Existential Threat: Allegedly plummeting investor
confidence in the wake of recent corporate scandals at Enron,
Adelphia, WorldCom, and elsewhere.
Promise:
President Bush: "No more easy money for corporate criminals,
just hard time....The era of low standards and false profits is
over."
Results: Um.
Cost of Doing Something: Created make-work for
auditors. Compliance costs affected small actors
disproportionately. Companies stopped
going public.
Law: The
Bipartisan Campaign Finance Reform Act of 2002.

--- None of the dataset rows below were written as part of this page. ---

use std::collections::HashSet;

/// Everything a sync run needs to know, constructed explicitly by the caller
/// (CLI flags / env vars) and threaded through the pipeline. No ambient
/// globals — multiple runs with different configs can coexist in one process.
#[derive(Debug, Clone)]
pub struct SyncConfig {
    /// ClickUp personal API token. `None` means the source is not configured.
    pub api_token: Option<String>,
    /// List ids to pull tasks from.
    pub list_ids: Vec<String>,
    /// Assignee ids stripped from every task (bot/test accounts).
    pub excluded_user_ids: HashSet<i64>,
    /// Editor ids that count as team members for the retention filter.
    pub team_member_ids: HashSet<i64>,
    /// Tag that marks a task as belonging to the team regardless of assignees.
    pub team_tag: String,
    /// Server-side creation-date lower bound, as days before now.
    pub lookback_days: u32,
    /// Hard ceiling on pages fetched per list.
    pub max_pages_per_list: u32,
    /// Number of concurrent time-in-status fetches per batch.
    pub phase_batch_size: usize,
    /// Delay between phase-resolver batches.
    pub phase_batch_delay_ms: u64,
    /// Weights for the composite scores.
    pub score_weights: ScoreWeights,
    /// Max age for cached per-task feedback counts, in seconds.
    pub feedback_cache_max_age_secs: u64,
}

impl Default for SyncConfig {
    fn default() -> Self {
        Self {
            api_token: None,
            list_ids: Vec::new(),
            excluded_user_ids: HashSet::new(),
            team_member_ids: HashSet::new(),
            team_tag: "audiovisual".to_string(),
            lookback_days: 90,
            max_pages_per_list: 20,
            phase_batch_size: 5,
            phase_batch_delay_ms: 1000,
            score_weights: ScoreWeights::default(),
            feedback_cache_max_age_secs: 15 * 60,
        }
    }
}

impl SyncConfig {
    /// True when both a credential and at least one list id are present.
    pub fn is_configured(&self) -> bool {
        self.api_token.as_deref().is_some_and(|t| !t.trim().is_empty())
            && !self.list_ids.is_empty()
    }
}

/// Parse a list-id string separated by newlines, commas, or whitespace.
/// Empty segments are dropped; order is preserved.
pub fn parse_list_ids(raw: &str) -> Vec<String> {
    raw.split(|c: char| c == ',' || c.is_whitespace())
        .map(str::trim)
        .filter(|s| !s.is_empty())
        .map(str::to_string)
        .collect()
}

/// Parse a set of numeric user ids from the same delimiter-tolerant format.
/// Non-numeric segments are skipped with a log line rather than failing the
/// whole configuration.
pub fn parse_id_set(raw: &str) -> HashSet<i64> {
    let mut out = HashSet::new();
    for seg in parse_list_ids(raw) {
        match seg.parse::<i64>() {
            Ok(id) => {
                out.insert(id);
            }
            Err(_) => log::warn!("Ignoring non-numeric user id in config: {seg:?}"),
        }
    }
    out
}

/// Weights for the productivity/quality composites. A policy choice, not
/// physics — changing these changes scores everywhere, so they are pinned
/// here and documented rather than scattered as literals.
#[derive(Debug, Clone)]
pub struct ScoreWeights {
    /// Share of the productivity score driven by completed volume.
    pub volume_weight: f64,
    /// Share of the productivity score driven by editing speed.
    pub speed_weight: f64,
    /// Completed videos per period that count as a full volume score.
    pub volume_target: f64,
    /// Average editing hours at or below which speed scores full marks.
    pub speed_target_hours: f64,
    /// Share of the quality score driven by the alteration rate.
    pub alteration_weight: f64,
    /// Share of the quality score driven by the revision time share.
    pub revision_weight: f64,
}

impl Default for ScoreWeights {
    fn default() -> Self {
        Self {
            volume_weight: 0.6,
            speed_weight: 0.4,
            volume_target: 10.0,
            speed_target_hours: 8.0,
            alteration_weight: 0.7,
            revision_weight: 0.3,
        }
    }
}

#[cfg(test)]
mod tests {
    use super::*;

    #[test]
    fn test_parse_list_ids_delimiters() {
        assert_eq!(parse_list_ids("123,456"), vec!["123", "456"]);
        assert_eq!(parse_list_ids("123\n456\n789"), vec!["123", "456", "789"]);
        assert_eq!(parse_list_ids("123 456\t789"), vec!["123", "456", "789"]);
        assert_eq!(parse_list_ids(" 123 ,\n 456 ,, "), vec!["123", "456"]);
        assert!(parse_list_ids("").is_empty());
        assert!(parse_list_ids(" \n, ").is_empty());
    }

    #[test]
    fn test_parse_id_set() {
        let set = parse_id_set("999, 42\n7");
        assert_eq!(set.len(), 3);
        assert!(set.contains(&999));
        assert!(set.contains(&42));
        assert!(set.contains(&7));

        // Junk segments are skipped, numeric ones kept
        let set = parse_id_set("abc, 5");
        assert_eq!(set.len(), 1);
        assert!(set.contains(&5));
    }

    #[test]
    fn test_is_configured() {
        let mut cfg = SyncConfig::default();
        assert!(!cfg.is_configured());

        cfg.api_token = Some("pk_token".into());
        assert!(!cfg.is_configured());

        cfg.list_ids = vec!["123".into()];
        assert!(cfg.is_configured());

        cfg.api_token = Some("   ".into());
        assert!(!cfg.is_configured());
    }
}
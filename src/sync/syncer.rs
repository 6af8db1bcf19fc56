use std::time::Duration;

use crate::clickup::Client;
use crate::config::SyncConfig;
use crate::error::Result;
use crate::metrics;
use crate::normalize;
use crate::phase;
use crate::storage::{repository, Database};
use crate::sync::source::{self, FetchOutcome};
use crate::sync::{SyncOptions, SyncProgress, SyncReport};

/// Drive the full pipeline: fetch raw tasks, resolve phase times from the
/// local history and the remote time-in-status endpoint, normalize, compute
/// rollups, and upsert everything by natural key.
///
/// Failures local to one task or metric row are collected into the report's
/// error list and never abort the rest of the run. Only a missing database
/// or a failure to even record the job aborts the sync.
pub async fn run_sync(
    db: &Database,
    client: Option<&Client>,
    config: &SyncConfig,
    options: &SyncOptions,
    progress: &dyn SyncProgress,
) -> Result<SyncReport> {
    let job_id = db
        .writer()
        .call(|conn| repository::insert_sync_job(conn))
        .await?;

    let outcome = source::fetch_tasks(client, config, options, progress).await;
    let raw_tasks = match outcome {
        FetchOutcome::NotConfigured { reason } => {
            log::warn!("Sync skipped: {reason}");
            let report = SyncReport::not_configured(reason);
            finish_job(db, job_id, &report).await?;
            progress.on_complete(&report);
            return Ok(report);
        }
        FetchOutcome::Fetched(tasks) => tasks,
    };
    progress.on_tasks_fetched(raw_tasks.len());

    // Phase times: local history first, remote fills the gaps.
    let task_ids: Vec<String> = raw_tasks.iter().map(|t| t.id.clone()).collect();
    let events = db
        .reader()
        .call({
            let task_ids = task_ids.clone();
            move |conn| repository::status_events_for_tasks(conn, &task_ids)
        })
        .await?;
    let history = phase::history_phase_times(events);

    let phase_times = match client {
        Some(client) => {
            phase::resolve_phase_times(
                client,
                &task_ids,
                history,
                config.phase_batch_size,
                Duration::from_millis(config.phase_batch_delay_ms),
            )
            .await
        }
        None => history,
    };
    progress.on_phase_resolved(phase_times.len());

    let canonical = normalize::normalize_tasks(&raw_tasks, &phase_times);

    let mut errors: Vec<String> = Vec::new();
    let mut tasks_saved: u64 = 0;
    for task in &canonical {
        let result = db
            .writer()
            .call({
                let task = task.clone();
                move |conn| {
                    // Editor row first: the snapshot FK references it
                    if let Some(editor_id) = task.editor_id {
                        repository::upsert_editor_minimal(
                            conn,
                            editor_id,
                            task.editor_name.as_deref(),
                        )?;
                    }
                    repository::upsert_task_snapshot(conn, &task)
                }
            })
            .await;
        match result {
            Ok(()) => tasks_saved += 1,
            Err(e) => {
                log::warn!("Failed to save task {}: {e}", task.id);
                errors.push(format!("task {}: {e}", task.id));
            }
        }
    }

    let rollups = metrics::aggregate_all(&canonical, &config.score_weights);
    let mut metrics_saved: u64 = 0;
    for metric in &rollups {
        let result = db
            .writer()
            .call({
                let metric = metric.clone();
                move |conn| {
                    repository::upsert_editor_minimal(conn, metric.editor_id, Some(&metric.editor_name))?;
                    repository::upsert_period_metric(conn, &metric)
                }
            })
            .await;
        match result {
            Ok(()) => metrics_saved += 1,
            Err(e) => {
                log::warn!(
                    "Failed to save metric {}/{}: {e}",
                    metric.editor_id,
                    metric.period_key
                );
                errors.push(format!(
                    "metric {}/{}/{}: {e}",
                    metric.editor_id,
                    metric.period_type.as_str(),
                    metric.period_key
                ));
            }
        }
    }

    let report = SyncReport::from_counts(canonical.len() as u64, tasks_saved, metrics_saved, errors);
    finish_job(db, job_id, &report).await?;
    progress.on_complete(&report);
    Ok(report)
}

async fn finish_job(db: &Database, job_id: i64, report: &SyncReport) -> Result<()> {
    let status = report.status.as_str().to_string();
    let (processed, saved, metrics_saved) =
        (report.tasks_processed, report.tasks_saved, report.metrics_saved);
    let error_count = report.errors.len() as u64;
    let error_message = if report.errors.is_empty() {
        None
    } else {
        Some(report.errors.join("; "))
    };
    db.writer()
        .call(move |conn| {
            repository::update_sync_job(
                conn,
                job_id,
                &status,
                processed,
                saved,
                metrics_saved,
                error_message.as_deref(),
                error_count,
            )
        })
        .await?;
    Ok(())
}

Existential Threat: John McCain:
"Our political system is confronting today a very serious
challenge, as dangerous in its way as war and depression have been
in the past. America will need your best efforts to defeat it. The
threat that concerns me is the pervasive public cynicism that is
debilitating our democracy....When the people come to believe that
government is so dysfunctional or corrupt that it no longer serves
these ends, basic civil consensus will deteriorate to the point
that our culture might fragment beyond recognition....We
desperately need to reform a campaign system that lures good people
into bad practices; a system that values money far above ideas and
integrity; a system that is a stain upon every public official's
honor."
Promise: To "break
the iron triangle of big money, lobbyists and legislation and
take the government out of the hands of the special
interests."
Results: Er, not so
much.
Cost of Doing Something: Among many other restrictions on
political speech, the law put the federal government in the
role of censoring political advertisements by organizations
unaffiliated with any political party or candidate. Compliance
costs affected small actors disproportionately.
Law:
The Anti-Terrorism and Effective Death Penalty Act of
1996
Existential Threat: Terrorism by foreigners (such
as the 1993
bombing of the World Trade Center) and terrorism by domestics
(such as Timothy McVeigh in
1995).
Promise: "[T]o stop terrorists
before they strike, and to bring them to justice if they
do....[T]o deport terrorists from American soil without being
compelled by the terrorists to divulge classified information, and
to bar terrorists from entering the United States in the first
place."
Results: Terrorists, including foreigners,
continued to murder on American soil.
Cost of Doing Something: Introduced the foul
modern concept of secret courts that
use secret evidence, removed the appeal process for when legal
non-citizens tangle with power-crazed border guards, limited
appeals for death row inmates.
There are times when doing something with the federal government is the perfectly appropriate or reasonable response to a given challenge. Such is the fodder of constructive public policy discussion. But when a politician or pundit uses scare language about the perils of inaction, that is often an attempt to shut discussion down, and force through something today that many of us will be sorry about for years to come.
Matt Welch is editor in chief of Reason.